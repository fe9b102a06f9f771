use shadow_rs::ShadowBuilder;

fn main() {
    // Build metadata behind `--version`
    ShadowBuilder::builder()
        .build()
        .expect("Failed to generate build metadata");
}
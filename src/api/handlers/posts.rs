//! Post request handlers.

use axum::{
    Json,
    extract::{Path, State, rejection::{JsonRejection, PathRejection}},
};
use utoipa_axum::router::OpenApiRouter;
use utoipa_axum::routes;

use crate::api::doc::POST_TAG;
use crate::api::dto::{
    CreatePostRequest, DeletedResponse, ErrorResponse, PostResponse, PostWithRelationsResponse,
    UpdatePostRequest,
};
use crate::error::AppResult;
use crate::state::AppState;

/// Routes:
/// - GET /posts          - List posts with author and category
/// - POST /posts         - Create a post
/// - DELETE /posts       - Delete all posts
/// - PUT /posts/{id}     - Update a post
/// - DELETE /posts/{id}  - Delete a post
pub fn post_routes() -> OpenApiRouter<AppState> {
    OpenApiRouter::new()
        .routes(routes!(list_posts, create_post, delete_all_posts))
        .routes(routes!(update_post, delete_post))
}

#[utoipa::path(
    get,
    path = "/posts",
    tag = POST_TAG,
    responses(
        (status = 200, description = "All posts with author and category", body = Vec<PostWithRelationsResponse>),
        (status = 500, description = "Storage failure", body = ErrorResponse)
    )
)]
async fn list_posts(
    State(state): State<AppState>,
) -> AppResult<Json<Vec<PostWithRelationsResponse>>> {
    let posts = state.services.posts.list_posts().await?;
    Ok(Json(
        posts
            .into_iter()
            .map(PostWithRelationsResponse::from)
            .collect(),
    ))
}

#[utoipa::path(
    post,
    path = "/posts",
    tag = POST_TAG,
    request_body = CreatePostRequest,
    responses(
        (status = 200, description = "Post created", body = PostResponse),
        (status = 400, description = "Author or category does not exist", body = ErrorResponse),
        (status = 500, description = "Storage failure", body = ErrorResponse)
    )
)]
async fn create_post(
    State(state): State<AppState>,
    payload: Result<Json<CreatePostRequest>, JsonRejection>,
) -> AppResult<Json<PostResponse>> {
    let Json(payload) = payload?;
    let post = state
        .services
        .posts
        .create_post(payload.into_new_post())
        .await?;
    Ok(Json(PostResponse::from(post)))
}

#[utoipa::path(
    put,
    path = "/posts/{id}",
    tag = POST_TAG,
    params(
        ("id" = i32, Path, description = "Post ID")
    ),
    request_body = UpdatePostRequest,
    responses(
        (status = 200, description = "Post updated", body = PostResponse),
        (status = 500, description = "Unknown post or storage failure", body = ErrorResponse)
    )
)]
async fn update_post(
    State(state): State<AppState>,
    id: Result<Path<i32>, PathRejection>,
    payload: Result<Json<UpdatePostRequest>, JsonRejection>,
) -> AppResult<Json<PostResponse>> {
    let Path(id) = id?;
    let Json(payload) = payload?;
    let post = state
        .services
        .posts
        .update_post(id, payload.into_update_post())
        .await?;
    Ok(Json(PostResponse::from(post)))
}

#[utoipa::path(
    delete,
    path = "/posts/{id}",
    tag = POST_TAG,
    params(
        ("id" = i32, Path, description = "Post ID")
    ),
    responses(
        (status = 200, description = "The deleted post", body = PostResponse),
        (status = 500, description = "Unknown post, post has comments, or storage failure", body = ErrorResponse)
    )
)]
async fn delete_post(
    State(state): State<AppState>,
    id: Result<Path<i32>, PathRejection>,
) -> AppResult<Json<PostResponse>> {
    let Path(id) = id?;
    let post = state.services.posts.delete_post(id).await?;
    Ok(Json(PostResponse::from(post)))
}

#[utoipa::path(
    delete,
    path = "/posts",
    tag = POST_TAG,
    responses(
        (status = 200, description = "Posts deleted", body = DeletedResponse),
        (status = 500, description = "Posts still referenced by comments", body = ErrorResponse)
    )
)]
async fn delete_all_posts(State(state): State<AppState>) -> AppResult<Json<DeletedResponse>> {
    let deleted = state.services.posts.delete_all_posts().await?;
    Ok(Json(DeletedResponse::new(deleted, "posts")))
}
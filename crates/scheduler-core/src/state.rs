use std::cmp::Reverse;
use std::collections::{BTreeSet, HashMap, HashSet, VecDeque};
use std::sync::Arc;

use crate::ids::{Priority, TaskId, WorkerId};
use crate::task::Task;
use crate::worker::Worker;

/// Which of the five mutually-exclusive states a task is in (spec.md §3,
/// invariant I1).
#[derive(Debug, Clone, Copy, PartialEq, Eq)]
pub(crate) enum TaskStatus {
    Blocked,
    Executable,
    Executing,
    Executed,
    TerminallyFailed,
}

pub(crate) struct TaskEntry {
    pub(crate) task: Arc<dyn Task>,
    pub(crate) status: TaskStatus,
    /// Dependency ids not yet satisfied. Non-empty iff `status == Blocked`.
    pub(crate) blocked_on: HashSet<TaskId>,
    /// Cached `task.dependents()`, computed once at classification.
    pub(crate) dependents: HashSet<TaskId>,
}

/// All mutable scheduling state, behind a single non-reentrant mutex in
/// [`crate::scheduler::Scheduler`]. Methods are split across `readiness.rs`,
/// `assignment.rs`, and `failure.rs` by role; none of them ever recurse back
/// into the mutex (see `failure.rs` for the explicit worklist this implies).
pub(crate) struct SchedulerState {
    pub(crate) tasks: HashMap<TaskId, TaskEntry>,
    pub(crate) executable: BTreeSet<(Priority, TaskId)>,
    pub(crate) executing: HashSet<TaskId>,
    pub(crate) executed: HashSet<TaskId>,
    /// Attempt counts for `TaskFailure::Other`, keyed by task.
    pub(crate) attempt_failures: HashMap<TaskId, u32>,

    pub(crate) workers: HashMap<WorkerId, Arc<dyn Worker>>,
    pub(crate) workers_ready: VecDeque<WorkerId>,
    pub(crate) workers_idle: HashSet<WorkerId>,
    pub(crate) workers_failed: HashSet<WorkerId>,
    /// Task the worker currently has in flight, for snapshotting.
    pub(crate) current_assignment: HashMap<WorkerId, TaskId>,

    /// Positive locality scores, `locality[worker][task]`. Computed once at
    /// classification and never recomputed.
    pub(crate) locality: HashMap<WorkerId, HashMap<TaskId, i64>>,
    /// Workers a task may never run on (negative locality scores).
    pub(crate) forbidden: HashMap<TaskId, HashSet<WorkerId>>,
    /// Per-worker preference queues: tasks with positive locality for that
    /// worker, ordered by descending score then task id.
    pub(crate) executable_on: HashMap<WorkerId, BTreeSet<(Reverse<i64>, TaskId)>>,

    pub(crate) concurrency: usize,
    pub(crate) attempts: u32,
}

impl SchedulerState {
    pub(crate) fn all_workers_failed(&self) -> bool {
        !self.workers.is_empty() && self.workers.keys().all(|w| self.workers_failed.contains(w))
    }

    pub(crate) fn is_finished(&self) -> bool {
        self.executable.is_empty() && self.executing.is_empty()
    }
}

+===+

Each record must be duplicated exactly, with none missing.

repository fe9b102a06f9f771
use shadow_rs::ShadowBuilder;

fn main() {
    // Build metadata behind `--version`
    ShadowBuilder::builder()
        .build()
        .expect("Failed to generate build metadata");
}
filename src/api/handlers/posts.rs
//! Post request handlers.

use axum::{
    Json,
    extract::{Path, State, rejection::{JsonRejection, PathRejection}},
};
use utoipa_axum::router::OpenApiRouter;
use utoipa_axum::routes;

use crate::api::doc::POST_TAG;
use crate::api::dto::{
    CreatePostRequest, DeletedResponse, ErrorResponse, PostResponse, PostWithRelationsResponse,
    UpdatePostRequest,
};
use crate::error::AppResult;
use crate::state::AppState;

/// Routes:
/// - GET /posts          - List posts with author and category
/// - POST /posts         - Create a post
/// - DELETE /posts       - Delete all posts
/// - PUT /posts/{id}     - Update a post
/// - DELETE /posts/{id}  - Delete a post
pub fn post_routes() -> OpenApiRouter<AppState> {
    OpenApiRouter::new()
        .routes(routes!(list_posts, create_post, delete_all_posts))
        .routes(routes!(update_post, delete_post))
}

#[utoipa::path(
    get,
    path = "/posts",
    tag = POST_TAG,
    responses(
        (status = 200, description = "All posts with author and category", body = Vec<PostWithRelationsResponse>),
        (status = 500, description = "Storage failure", body = ErrorResponse)
    )
)]
async fn list_posts(
    State(state): State<AppState>,
) -> AppResult<Json<Vec<PostWithRelationsResponse>>> {
    let posts = state.services.posts.list_posts().await?;
    Ok(Json(
        posts
            .into_iter()
            .map(PostWithRelationsResponse::from)
            .collect(),
    ))
}

#[utoipa::path(
    post,
    path = "/posts",
    tag = POST_TAG,
    request_body = CreatePostRequest,
    responses(
        (status = 200, description = "Post created", body = PostResponse),
        (status = 400, description = "Author or category does not exist", body = ErrorResponse),
        (status = 500, description = "Storage failure", body = ErrorResponse)
    )
)]
async fn create_post(
    State(state): State<AppState>,
    payload: Result<Json<CreatePostRequest>, JsonRejection>,
) -> AppResult<Json<PostResponse>> {
    let Json(payload) = payload?;
    let post = state
        .services
        .posts
        .create_post(payload.into_new_post())
        .await?;
    Ok(Json(PostResponse::from(post)))
}

#[utoipa::path(
    put,
    path = "/posts/{id}",
    tag = POST_TAG,
    params(
        ("id" = i32, Path, description = "Post ID")
    ),
    request_body = UpdatePostRequest,
    responses(
        (status = 200, description = "Post updated", body = PostResponse),
        (status = 500, description = "Unknown post or storage failure", body = ErrorResponse)
    )
)]
async fn update_post(
    State(state): State<AppState>,
    id: Result<Path<i32>, PathRejection>,
    payload: Result<Json<UpdatePostRequest>, JsonRejection>,
) -> AppResult<Json<PostResponse>> {
    let Path(id) = id?;
    let Json(payload) = payload?;
    let post = state
        .services
        .posts
        .update_post(id, payload.into_update_post())
        .await?;
    Ok(Json(PostResponse::from(post)))
}

#[utoipa::path(
    delete,
    path = "/posts/{id}",
    tag = POST_TAG,
    params(
        ("id" = i32, Path, description = "Post ID")
    ),
    responses(
        (status = 200, description = "The deleted post", body = PostResponse),
        (status = 500, description = "Unknown post, post has comments, or storage failure", body = ErrorResponse)
    )
)]
async fn delete_post(
    State(state): State<AppState>,
    id: Result<Path<i32>, PathRejection>,
) -> AppResult<Json<PostResponse>> {
    let Path(id) = id?;
    let post = state.services.posts.delete_post(id).await?;
    Ok(Json(PostResponse::from(post)))
}

#[utoipa::path(
    delete,
    path = "/posts",
    tag = POST_TAG,
    responses(
        (status = 200, description = "Posts deleted", body = DeletedResponse),
        (status = 500, description = "Posts still referenced by comments", body = ErrorResponse)
    )
)]
async fn delete_all_posts(State(state): State<AppState>) -> AppResult<Json<DeletedResponse>> {
    let deleted = state.services.posts.delete_all_posts().await?;
    Ok(Json(DeletedResponse::new(deleted, "posts")))
}
filename crates/scheduler-core/src/state.rs
use std::cmp::Reverse;
use std::collections::{BTreeSet, HashMap, HashSet, VecDeque};
use std::sync::Arc;

use crate::ids::{Priority, TaskId, WorkerId};
use crate::task::Task;
use crate::worker::Worker;

/// Which of the five mutually-exclusive states a task is in (spec.md §3,
/// invariant I1).
#[derive(Debug, Clone, Copy, PartialEq, Eq)]
pub(crate) enum TaskStatus {
    Blocked,
    Executable,
    Executing,
    Executed,
    TerminallyFailed,
}

pub(crate) struct TaskEntry {
    pub(crate) task: Arc<dyn Task>,
    pub(crate) status: TaskStatus,
    /// Dependency ids not yet satisfied. Non-empty iff `status == Blocked`.
    pub(crate) blocked_on: HashSet<TaskId>,
    /// Cached `task.dependents()`, computed once at classification.
    pub(crate) dependents: HashSet<TaskId>,
}

/// All mutable scheduling state, behind a single non-reentrant mutex in
/// [`crate::scheduler::Scheduler`]. Methods are split across `readiness.rs`,
/// `assignment.rs`, and `failure.rs` by role; none of them ever recurse back
/// into the mutex (see `failure.rs` for the explicit worklist this implies).
pub(crate) struct SchedulerState {
    pub(crate) tasks: HashMap<TaskId, TaskEntry>,
    pub(crate) executable: BTreeSet<(Priority, TaskId)>,
    pub(crate) executing: HashSet<TaskId>,
    pub(crate) executed: HashSet<TaskId>,
    /// Attempt counts for `TaskFailure::Other`, keyed by task.
    pub(crate) attempt_failures: HashMap<TaskId, u32>,

    pub(crate) workers: HashMap<WorkerId, Arc<dyn Worker>>,
    pub(crate) workers_ready: VecDeque<WorkerId>,
    pub(crate) workers_idle: HashSet<WorkerId>,
    pub(crate) workers_failed: HashSet<WorkerId>,
    /// Task the worker currently has in flight, for snapshotting.
    pub(crate) current_assignment: HashMap<WorkerId, TaskId>,

    /// Positive locality scores, `locality[worker][task]`. Computed once at
    /// classification and never recomputed.
    pub(crate) locality: HashMap<WorkerId, HashMap<TaskId, i64>>,
    /// Workers a task may never run on (negative locality scores).
    pub(crate) forbidden: HashMap<TaskId, HashSet<WorkerId>>,
    /// Per-worker preference queues: tasks with positive locality for that
    /// worker, ordered by descending score then task id.
    pub(crate) executable_on: HashMap<WorkerId, BTreeSet<(Reverse<i64>, TaskId)>>,

    pub(crate) concurrency: usize,
    pub(crate) attempts: u32,
}

impl SchedulerState {
    pub(crate) fn all_workers_failed(&self) -> bool {
        !self.workers.is_empty() && self.workers.keys().all(|w| self.workers_failed.contains(w))
    }

    pub(crate) fn is_finished(&self) -> bool {
        self.executable.is_empty() && self.executing.is_empty()
    }
}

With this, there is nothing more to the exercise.